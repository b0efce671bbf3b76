//! Podcycle CLI
//!
//! Operator tool for a running pod lifecycle manager and its pods.

mod commands;
mod config;

use anyhow::Result;
use clap::Parser;
use commands::{Commands, handle_command};
use config::Config;

#[derive(Parser)]
#[command(name = "podcycle")]
#[command(about = "Inspect the pod lifecycle manager and its pods", long_about = None)]
struct Cli {
    /// Telemetry server URL of the manager
    #[arg(long, env = "PODCYCLE_MANAGER_URL", default_value = "http://127.0.0.1:8080")]
    manager_url: String,

    /// API key for the telemetry server and pod runs
    #[arg(long, env = "TRANSCRIPTION_API_KEY")]
    api_key: Option<String>,

    #[command(subcommand)]
    command: Commands,
}

#[tokio::main]
async fn main() -> Result<()> {
    let cli = Cli::parse();

    let config = Config {
        manager_url: cli.manager_url,
        api_key: cli.api_key.filter(|key| !key.is_empty()),
    };

    handle_command(cli.command, &config).await
}
//! Logs API Handler
//!
//! Pods post their progress logs here while a run is in flight. The bodies
//! are only written to the manager's own log.

use axum::{
    body::Bytes,
    extract::rejection::BytesRejection,
    http::{HeaderMap, StatusCode, header::CONTENT_TYPE},
    response::{IntoResponse, Response},
};
use serde_json::Value;
use tracing::{debug, error, info, warn};

/// POST /logs
/// Log callback from a pod; answers "OK" for any readable body
pub async fn receive_logs(headers: HeaderMap, body: Result<Bytes, BytesRejection>) -> Response {
    info!("Received POST request to: /logs");

    let content_type = headers
        .get(CONTENT_TYPE)
        .and_then(|value| value.to_str().ok())
        .unwrap_or_default();
    debug!("Content-Type: {}", content_type);

    let body = match body {
        Ok(body) => body,
        Err(e) => {
            error!("Error processing request to /logs: {}", e);
            return (StatusCode::INTERNAL_SERVER_ERROR, "Internal Server Error").into_response();
        }
    };

    let text = String::from_utf8_lossy(&body);

    if is_json(content_type) {
        match serde_json::from_slice::<Value>(&body) {
            Ok(Value::Object(fields)) => {
                debug!("Received JSON payload");
                for (key, value) in fields {
                    info!("{}: {}", key, display_value(&value));
                }
            }
            Ok(other) => {
                debug!("Received JSON payload");
                info!("{}", other);
            }
            Err(_) => {
                warn!("Content-Type is application/json but failed to parse body.");
                info!("Raw body:\n{}", text);
            }
        }
    } else {
        info!("Received non-JSON body:\n{}", text);
    }

    (StatusCode::OK, "OK").into_response()
}

fn is_json(content_type: &str) -> bool {
    content_type
        .split(';')
        .next()
        .is_some_and(|mime| mime.trim().eq_ignore_ascii_case("application/json"))
}

/// Strings are logged without their JSON quotes
fn display_value(value: &Value) -> String {
    match value {
        Value::String(s) => s.clone(),
        other => other.to_string(),
    }
}

#[cfg(test)]
mod tests {
    use super::*;

    #[test]
    fn test_is_json() {
        assert!(is_json("application/json"));
        assert!(is_json("application/json; charset=utf-8"));
        assert!(!is_json("text/plain"));
        assert!(!is_json(""));
    }

    #[test]
    fn test_display_value() {
        assert_eq!(display_value(&Value::String("done".to_string())), "done");
        assert_eq!(display_value(&serde_json::json!(3)), "3");
    }
}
--*--
Your goal
Give an exact copy of all the data shown above.

Worked solution
repository b0efce671bbf3b76
//! Podcycle CLI
//!
//! Operator tool for a running pod lifecycle manager and its pods.

mod commands;
mod config;

use anyhow::Result;
use clap::Parser;
use commands::{Commands, handle_command};
use config::Config;

#[derive(Parser)]
#[command(name = "podcycle")]
#[command(about = "Inspect the pod lifecycle manager and its pods", long_about = None)]
struct Cli {
    /// Telemetry server URL of the manager
    #[arg(long, env = "PODCYCLE_MANAGER_URL", default_value = "http://127.0.0.1:8080")]
    manager_url: String,

    /// API key for the telemetry server and pod runs
    #[arg(long, env = "TRANSCRIPTION_API_KEY")]
    api_key: Option<String>,

    #[command(subcommand)]
    command: Commands,
}

#[tokio::main]
async fn main() -> Result<()> {
    let cli = Cli::parse();

    let config = Config {
        manager_url: cli.manager_url,
        api_key: cli.api_key.filter(|key| !key.is_empty()),
    };

    handle_command(cli.command, &config).await
}
//! Logs API Handler
//!
//! Pods post their progress logs here while a run is in flight. The bodies
//! are only written to the manager's own log.

use axum::{
    body::Bytes,
    extract::rejection::BytesRejection,
    http::{HeaderMap, StatusCode, header::CONTENT_TYPE},
    response::{IntoResponse, Response},
};
use serde_json::Value;
use tracing::{debug, error, info, warn};

/// POST /logs
/// Log callback from a pod; answers "OK" for any readable body
pub async fn receive_logs(headers: HeaderMap, body: Result<Bytes, BytesRejection>) -> Response {
    info!("Received POST request to: /logs");

    let content_type = headers
        .get(CONTENT_TYPE)
        .and_then(|value| value.to_str().ok())
        .unwrap_or_default();
    debug!("Content-Type: {}", content_type);

    let body = match body {
        Ok(body) => body,
        Err(e) => {
            error!("Error processing request to /logs: {}", e);
            return (StatusCode::INTERNAL_SERVER_ERROR, "Internal Server Error").into_response();
        }
    };

    let text = String::from_utf8_lossy(&body);

    if is_json(content_type) {
        match serde_json::from_slice::<Value>(&body) {
            Ok(Value::Object(fields)) => {
                debug!("Received JSON payload");
                for (key, value) in fields {
                    info!("{}: {}", key, display_value(&value));
                }
            }
            Ok(other) => {
                debug!("Received JSON payload");
                info!("{}", other);
            }
            Err(_) => {
                warn!("Content-Type is application/json but failed to parse body.");
                info!("Raw body:\n{}", text);
            }
        }
    } else {
        info!("Received non-JSON body:\n{}", text);
    }

    (StatusCode::OK, "OK").into_response()
}

fn is_json(content_type: &str) -> bool {
    content_type
        .split(';')
        .next()
        .is_some_and(|mime| mime.trim().eq_ignore_ascii_case("application/json"))
}

/// Strings are logged without their JSON quotes
fn display_value(value: &Value) -> String {
    match value {
        Value::String(s) => s.clone(),
        other => other.to_string(),
    }
}

#[cfg(test)]
mod tests {
    use super::*;

    #[test]
    fn test_is_json() {
        assert!(is_json("application/json"));
        assert!(is_json("application/json; charset=utf-8"));
        assert!(!is_json("text/plain"));
        assert!(!is_json(""));
    }

    #[test]
    fn test_display_value() {
        assert_eq!(display_value(&Value::String("done".to_string())), "done");
        assert_eq!(display_value(&serde_json::json!(3)), "3");
    }
}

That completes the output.